▶ _Collected data entries_
··········

//! The flat-file implementation of [`TableStore`], [`CsvStore`].

use std::{
  io::{self, ErrorKind, Write as _},
  path::{Path, PathBuf},
};

use sanya_core::{
  record::{Row, TableDef},
  store::TableStore,
};
use tokio::{fs, io::AsyncWriteExt as _};

use crate::{Error, Result};

// ─── Store ───────────────────────────────────────────────────────────────────

/// Tables stored as `<root>/<table file>`.
///
/// Cloning is cheap; the store holds nothing but its root path.
#[derive(Debug, Clone)]
pub struct CsvStore {
  root: PathBuf,
}

impl CsvStore {
  /// A store rooted at `root`. Nothing is touched until the first write.
  pub fn new(root: impl Into<PathBuf>) -> Self { Self { root: root.into() } }

  /// Like [`CsvStore::new`], but create the data directory up front.
  pub async fn open(root: impl Into<PathBuf>) -> Result<Self> {
    let store = Self::new(root);
    store.ensure_root().await?;
    Ok(store)
  }

  pub fn root(&self) -> &Path { &self.root }

  pub fn path_of(&self, table: &TableDef) -> PathBuf { self.root.join(table.file) }

  async fn ensure_root(&self) -> Result<()> {
    fs::create_dir_all(&self.root)
      .await
      .map_err(|e| Error::io(&self.root, e))
  }

  /// Size of the table file in bytes, `0` if it does not exist.
  async fn file_len(path: &Path) -> Result<u64> {
    match fs::metadata(path).await {
      Ok(meta) => Ok(meta.len()),
      Err(e) if e.kind() == ErrorKind::NotFound => Ok(0),
      Err(e) => Err(Error::io(path, e)),
    }
  }
}

// ─── TableStore impl ─────────────────────────────────────────────────────────

impl TableStore for CsvStore {
  type Error = Error;

  async fn try_read(&self, table: &'static TableDef) -> Result<Vec<Row>> {
    let path = self.path_of(table);
    let text = match fs::read_to_string(&path).await {
      Ok(text) => text,
      Err(e) if e.kind() == ErrorKind::NotFound => return Ok(Vec::new()),
      Err(e) => return Err(Error::io(path, e)),
    };
    sanya_csv::parse_rows(&text).map_err(|source| Error::Csv { file: table.file, source })
  }

  /// Serialise to a fresh temp file in the data directory, then rename it
  /// over the table. Each call owns its temp file.
  async fn write(&self, table: &'static TableDef, rows: Vec<Row>) -> Result<()> {
    self.ensure_root().await?;
    let root = self.root.clone();
    let path = self.path_of(table);
    let text = sanya_csv::serialize_table(table.headers, &rows);

    tokio::task::spawn_blocking(move || replace_file(&root, &path, table.file, &text))
      .await
      .map_err(|e| Error::io(self.path_of(table), io::Error::other(e)))??;

    tracing::debug!(table = table.file, rows = rows.len(), "table written");
    Ok(())
  }

  async fn append(&self, table: &'static TableDef, row: Row) -> Result<()> {
    self.ensure_root().await?;
    let path = self.path_of(table);

    let mut chunk = String::new();
    if Self::file_len(&path).await? == 0 {
      chunk.push_str(&sanya_csv::serialize_record(table.headers));
    }
    chunk.push('\n');
    chunk.push_str(&sanya_csv::serialize_record(&row));

    let mut file = fs::OpenOptions::new()
      .create(true)
      .append(true)
      .open(&path)
      .await
      .map_err(|e| Error::io(&path, e))?;
    file.write_all(chunk.as_bytes()).await.map_err(|e| Error::io(&path, e))?;
    file.flush().await.map_err(|e| Error::io(&path, e))?;

    tracing::debug!(table = table.file, "row appended");
    Ok(())
  }
}

fn replace_file(root: &Path, path: &Path, file: &str, text: &str) -> Result<()> {
  let mut tmp = tempfile::Builder::new()
    .prefix(&format!(".{file}."))
    .suffix(".tmp")
    .tempfile_in(root)
    .map_err(|e| Error::io(root, e))?;
  tmp.write_all(text.as_bytes()).map_err(|e| Error::io(tmp.path(), e))?;
  tmp.as_file().sync_all().map_err(|e| Error::io(tmp.path(), e))?;
  tmp.persist(path).map_err(|e| Error::io(path, e.error))?;
  Ok(())
}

··········

▶ _About this exercise_
Copy every record exactly.

▶ _Answer space_
//! The flat-file implementation of [`TableStore`], [`CsvStore`].

use std::{
  io::{self, ErrorKind, Write as _},
  path::{Path, PathBuf},
};

use sanya_core::{
  record::{Row, TableDef},
  store::TableStore,
};
use tokio::{fs, io::AsyncWriteExt as _};

use crate::{Error, Result};

// ─── Store ───────────────────────────────────────────────────────────────────

/// Tables stored as `<root>/<table file>`.
///
/// Cloning is cheap; the store holds nothing but its root path.
#[derive(Debug, Clone)]
pub struct CsvStore {
  root: PathBuf,
}

impl CsvStore {
  /// A store rooted at `root`. Nothing is touched until the first write.
  pub fn new(root: impl Into<PathBuf>) -> Self { Self { root: root.into() } }

  /// Like [`CsvStore::new`], but create the data directory up front.
  pub async fn open(root: impl Into<PathBuf>) -> Result<Self> {
    let store = Self::new(root);
    store.ensure_root().await?;
    Ok(store)
  }

  pub fn root(&self) -> &Path { &self.root }

  pub fn path_of(&self, table: &TableDef) -> PathBuf { self.root.join(table.file) }

  async fn ensure_root(&self) -> Result<()> {
    fs::create_dir_all(&self.root)
      .await
      .map_err(|e| Error::io(&self.root, e))
  }

  /// Size of the table file in bytes, `0` if it does not exist.
  async fn file_len(path: &Path) -> Result<u64> {
    match fs::metadata(path).await {
      Ok(meta) => Ok(meta.len()),
      Err(e) if e.kind() == ErrorKind::NotFound => Ok(0),
      Err(e) => Err(Error::io(path, e)),
    }
  }
}

// ─── TableStore impl ─────────────────────────────────────────────────────────

impl TableStore for CsvStore {
  type Error = Error;

  async fn try_read(&self, table: &'static TableDef) -> Result<Vec<Row>> {
    let path = self.path_of(table);
    let text = match fs::read_to_string(&path).await {
      Ok(text) => text,
      Err(e) if e.kind() == ErrorKind::NotFound => return Ok(Vec::new()),
      Err(e) => return Err(Error::io(path, e)),
    };
    sanya_csv::parse_rows(&text).map_err(|source| Error::Csv { file: table.file, source })
  }

  /// Serialise to a fresh temp file in the data directory, then rename it
  /// over the table. Each call owns its temp file.
  async fn write(&self, table: &'static TableDef, rows: Vec<Row>) -> Result<()> {
    self.ensure_root().await?;
    let root = self.root.clone();
    let path = self.path_of(table);
    let text = sanya_csv::serialize_table(table.headers, &rows);

    tokio::task::spawn_blocking(move || replace_file(&root, &path, table.file, &text))
      .await
      .map_err(|e| Error::io(self.path_of(table), io::Error::other(e)))??;

    tracing::debug!(table = table.file, rows = rows.len(), "table written");
    Ok(())
  }

  async fn append(&self, table: &'static TableDef, row: Row) -> Result<()> {
    self.ensure_root().await?;
    let path = self.path_of(table);

    let mut chunk = String::new();
    if Self::file_len(&path).await? == 0 {
      chunk.push_str(&sanya_csv::serialize_record(table.headers));
    }
    chunk.push('\n');
    chunk.push_str(&sanya_csv::serialize_record(&row));

    let mut file = fs::OpenOptions::new()
      .create(true)
      .append(true)
      .open(&path)
      .await
      .map_err(|e| Error::io(&path, e))?;
    file.write_all(chunk.as_bytes()).await.map_err(|e| Error::io(&path, e))?;
    file.flush().await.map_err(|e| Error::io(&path, e))?;

    tracing::debug!(table = table.file, "row appended");
    Ok(())
  }
}

fn replace_file(root: &Path, path: &Path, file: &str, text: &str) -> Result<()> {
  let mut tmp = tempfile::Builder::new()
    .prefix(&format!(".{file}."))
    .suffix(".tmp")
    .tempfile_in(root)
    .map_err(|e| Error::io(root, e))?;
  tmp.write_all(text.as_bytes()).map_err(|e| Error::io(tmp.path(), e))?;
  tmp.as_file().sync_all().map_err(|e| Error::io(tmp.path(), e))?;
  tmp.persist(path).map_err(|e| Error::io(path, e.error))?;
  Ok(())
}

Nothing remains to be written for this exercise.